## Task item
A single number is the expected answer: the count of lines in the listing that hold the word "factor".

## Material for this task
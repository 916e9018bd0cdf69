fn main() {
    magelang::cli::run();
}
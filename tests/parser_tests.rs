// tests/parser_tests.rs

use magelang::ast::{CharSetElement, Expr, ExprKind, Grammar, RuleFlags};
use magelang::errors::{ErrorType, MageError};
use magelang::syntax::Parser;
use rstest::rstest;

fn parse_expr(source: &str) -> Expr {
    Parser::from_source(source).parse_expr().unwrap()
}

fn parse_grammar(source: &str) -> Grammar {
    Parser::from_source(source).parse_grammar().unwrap()
}

fn ref_name(expr: &Expr) -> &str {
    match &expr.kind {
        ExprKind::Ref(name) => name,
        _ => panic!("expected a reference, got {}", expr.kind_name()),
    }
}

fn syntax_error(source: &str) -> MageError {
    let err = Parser::from_source(source).parse_grammar().unwrap_err();
    assert_eq!(err.error_type(), ErrorType::Syntax);
    err
}

// ---
// Quantifiers and lists
// ---

#[rstest]
#[case("a+", 1, None)]
#[case("a*", 0, None)]
#[case("a?", 0, Some(1))]
#[case("a{4}", 4, Some(4))]
#[case("a{3,}", 3, None)]
#[case("a{2,5}", 2, Some(5))]
#[case("a{0,0}", 0, Some(0))]
fn test_quantifiers(#[case] source: &str, #[case] min: u64, #[case] max: Option<u64>) {
    let parsed = parse_expr(source);
    let ExprKind::Repeat {
        expr,
        min: got_min,
        max: got_max,
    } = &parsed.kind
    else {
        panic!("expected a repeat for {source}");
    };
    assert_eq!(ref_name(expr), "a");
    assert_eq!((*got_min, *got_max), (min, max));
}

#[test]
fn test_quantifiers_stack() {
    let parsed = parse_expr("a+?");
    let ExprKind::Repeat { expr: outer, min: 0, max: Some(1) } = &parsed.kind else {
        panic!("expected an optional outside");
    };
    assert!(matches!(
        outer.kind,
        ExprKind::Repeat { min: 1, max: None, .. }
    ));
}

#[rstest]
#[case("a%b", 0)]
#[case("a%%b", 1)]
#[case("a %%% b", 2)]
fn test_lists(#[case] source: &str, #[case] min_count: u64) {
    let parsed = parse_expr(source);
    let ExprKind::List {
        element,
        separator: Some(separator),
        min_count: got,
    } = &parsed.kind
    else {
        panic!("expected a list for {source}");
    };
    assert_eq!(ref_name(element), "a");
    assert_eq!(ref_name(separator), "b");
    assert_eq!(*got, min_count);
}

#[test]
fn test_list_binds_tighter_than_quantifier() {
    let parsed = parse_expr("a % ',' +");
    let ExprKind::Repeat { expr, .. } = &parsed.kind else {
        panic!("expected a repeat outside");
    };
    assert!(matches!(expr.kind, ExprKind::List { .. }));
}

// ---
// Sequences, choices and collapsing
// ---

#[rstest]
#[case("a")]
#[case("(a)")]
#[case("((a))")]
fn test_singletons_collapse(#[case] source: &str) {
    assert_eq!(ref_name(&parse_expr(source)), "a");
}

#[test]
fn test_choice_of_sequences() {
    let parsed = parse_expr("a b | c");
    let ExprKind::Choice(alternatives) = &parsed.kind else {
        panic!("expected a choice");
    };
    assert_eq!(alternatives.len(), 2);
    assert!(matches!(&alternatives[0].kind, ExprKind::Seq(items) if items.len() == 2));
    assert_eq!(ref_name(&alternatives[1]), "c");
}

#[rstest]
#[case("a = b c\nd = e")]
#[case("a = b c\npub d = e")]
#[case("a = b c\ntoken d = e")]
#[case("a = b c\nextern d")]
#[case("a = b c\n@inline\nd = e")]
#[case("a = b c\nd -> Node = e")]
fn test_sequence_stops_at_next_rule(#[case] source: &str) {
    let grammar = parse_grammar(source);
    assert_eq!(grammar.len(), 2);
    let first = grammar.rules()[0].expr.as_ref().unwrap();
    assert!(matches!(&first.kind, ExprKind::Seq(items) if items.len() == 2));
    assert_eq!(grammar.rules()[1].name, "d");
}

// ---
// Prefixes, labels and character sets
// ---

#[test]
fn test_prefixes_wrap_right_to_left() {
    let parsed = parse_expr("&!/a");
    let ExprKind::Lookahead { expr: not, negated: false } = &parsed.kind else {
        panic!("expected positive lookahead outside");
    };
    let ExprKind::Lookahead { expr: hide, negated: true } = &not.kind else {
        panic!("expected negative lookahead in the middle");
    };
    let ExprKind::Hide(inner) = &hide.kind else {
        panic!("expected hide inside");
    };
    assert_eq!(ref_name(inner), "a");
}

#[test]
fn test_prefix_binds_tighter_than_quantifier() {
    let parsed = parse_expr("!a*");
    assert!(matches!(parsed.kind, ExprKind::Repeat { .. }));
}

#[test]
fn test_label_on_quantified_expression() {
    let parsed = parse_expr("xs:a+");
    assert_eq!(parsed.label.as_deref(), Some("xs"));
    let ExprKind::Repeat { expr, .. } = &parsed.kind else {
        panic!("expected a repeat");
    };
    assert_eq!(expr.label, None);
}

#[test]
fn test_label_after_prefix_attaches_to_primary() {
    let parsed = parse_expr("!x:a");
    assert_eq!(parsed.label, None);
    let ExprKind::Lookahead { expr, .. } = &parsed.kind else {
        panic!("expected a lookahead");
    };
    assert_eq!(expr.label.as_deref(), Some("x"));
}

#[test]
fn test_labels_in_sequence() {
    let parsed = parse_expr("lhs:a op:'+' rhs:b");
    let ExprKind::Seq(items) = &parsed.kind else {
        panic!("expected a sequence");
    };
    let labels: Vec<_> = items.iter().map(|item| item.label.as_deref()).collect();
    assert_eq!(labels, vec![Some("lhs"), Some("op"), Some("rhs")]);
}

#[test]
fn test_inverted_case_insensitive_charset() {
    let ExprKind::CharSet(set) = parse_expr("~[a-f0-9_]i").kind else {
        panic!("expected a character set");
    };
    assert!(set.invert);
    assert!(set.case_insensitive);
    assert_eq!(
        set.elements,
        vec![
            CharSetElement::Range('a', 'f'),
            CharSetElement::Range('0', '9'),
            CharSetElement::Char('_'),
        ]
    );
}

// ---
// Rules
// ---

#[test]
fn test_rule_head() {
    let grammar = parse_grammar("# An integer.\n@inline @memo\npub token int -> Int = [0-9]+");
    let rule = &grammar.rules()[0];
    assert_eq!(rule.name, "int");
    assert_eq!(rule.type_name, "Int");
    assert_eq!(rule.comment.as_deref(), Some("An integer."));
    let decorators: Vec<_> = rule.decorators.iter().map(|d| d.name.as_str()).collect();
    assert_eq!(decorators, vec!["inline", "memo"]);
    assert!(rule.flags.contains(RuleFlags::PUBLIC | RuleFlags::FORCE_TOKEN));
    assert!(!rule.is_extern());
}

#[test]
fn test_extern_rule_has_no_body() {
    let grammar = parse_grammar("pub extern ident -> Ident\nstart = ident");
    let rule = grammar.lookup("ident").unwrap();
    assert!(rule.is_public() && rule.is_extern());
    assert!(rule.expr.is_none());
    assert_eq!(rule.type_name, "Ident");
    assert_eq!(grammar.len(), 2);
}

#[test]
fn test_default_type_name() {
    let grammar = parse_grammar("a = 'a'");
    assert_eq!(grammar.rules()[0].type_name, "string");
}

#[test]
fn test_duplicate_names_are_kept_and_first_wins() {
    let grammar = parse_grammar("a = 'one'\na = 'two'");
    assert_eq!(grammar.len(), 2);
    let found = grammar.lookup("a").unwrap().expr.as_ref().unwrap();
    assert!(matches!(&found.kind, ExprKind::Lit(text) if text == "one"));
}

#[test]
fn test_empty_grammar() {
    assert!(parse_grammar("# nothing here\n").is_empty());
}

// ---
// Errors
// ---

#[test]
fn test_error_position_and_expectations() {
    let err = syntax_error("a = b\n  c = )");
    assert_eq!(
        err.to_string(),
        "2:7: got an unexpected ')', expected '~', character set, '(', identifier or string literal"
    );
}

#[test]
fn test_unclosed_paren() {
    let err = syntax_error("a = (b c");
    assert_eq!(
        err.to_string(),
        "1:9: got an unexpected end of file, expected ')'"
    );
}

#[test]
fn test_missing_equals() {
    let err = syntax_error("a 'x'");
    assert_eq!(err.to_string(), "1:3: got an unexpected string literal, expected '='");
}

#[test]
fn test_modifier_out_of_order_is_read_as_name() {
    let err = syntax_error("extern pub x");
    assert_eq!(
        err.to_string(),
        "1:8: got an unexpected 'pub' keyword, expected identifier"
    );
}

#[test]
fn test_reversed_bounds() {
    let err = syntax_error("a = b{5,2}");
    assert!(matches!(err, MageError::InvalidBounds { min: 5, max: 2, .. }));
    assert_eq!(err.position().unwrap().column, 10);
}

#[test]
fn test_bounds_need_an_integer() {
    let err = syntax_error("a = b{,2}");
    assert_eq!(err.to_string(), "1:7: got an unexpected ',', expected integer");
}

// ---
// Canonical printing
// ---

const SAMPLE: &str = r#"
# Arithmetic
@inline
pub token number -> Int = [0-9]+
extern ident
pub expr = term (('+' | "-") term)*
term = lhs:factor ops:(op:'*' rhs:factor)*
factor = !'(' number | '(' expr ')' | ~[a-z\-]i{2,5}
args = expr %% ','
ws = /[ \t]* &ident
"#;

#[rstest]
#[case(SAMPLE)]
#[case("a = (x:b)+ c:(d | e)?")]
#[case("a = !(b c) /d* e{3,}")]
#[case("a = (b % c)+ ((d))")]
#[case("a = 'it\\'s' \"q\\\"\" [\\]\\-]")]
fn test_print_then_parse_is_idempotent(#[case] source: &str) {
    let first = parse_grammar(source).to_string();
    let second = parse_grammar(&first).to_string();
    assert_eq!(first, second);
}

#[test]
fn test_canonical_text() {
    let printed = parse_grammar(SAMPLE).to_string();
    let expected = "\
# Arithmetic
@inline
pub token number -> Int = [0-9]+
extern ident
pub expr = term (('+' | '-') term)*
term = lhs:factor ops:(op:'*' rhs:factor)*
factor = !'(' number | '(' expr ')' | ~[a-z\\-]i{2,5}
args = expr %% ','
ws = /[ \\t]* &ident
";
    assert_eq!(printed, expected);
}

## The completed task
4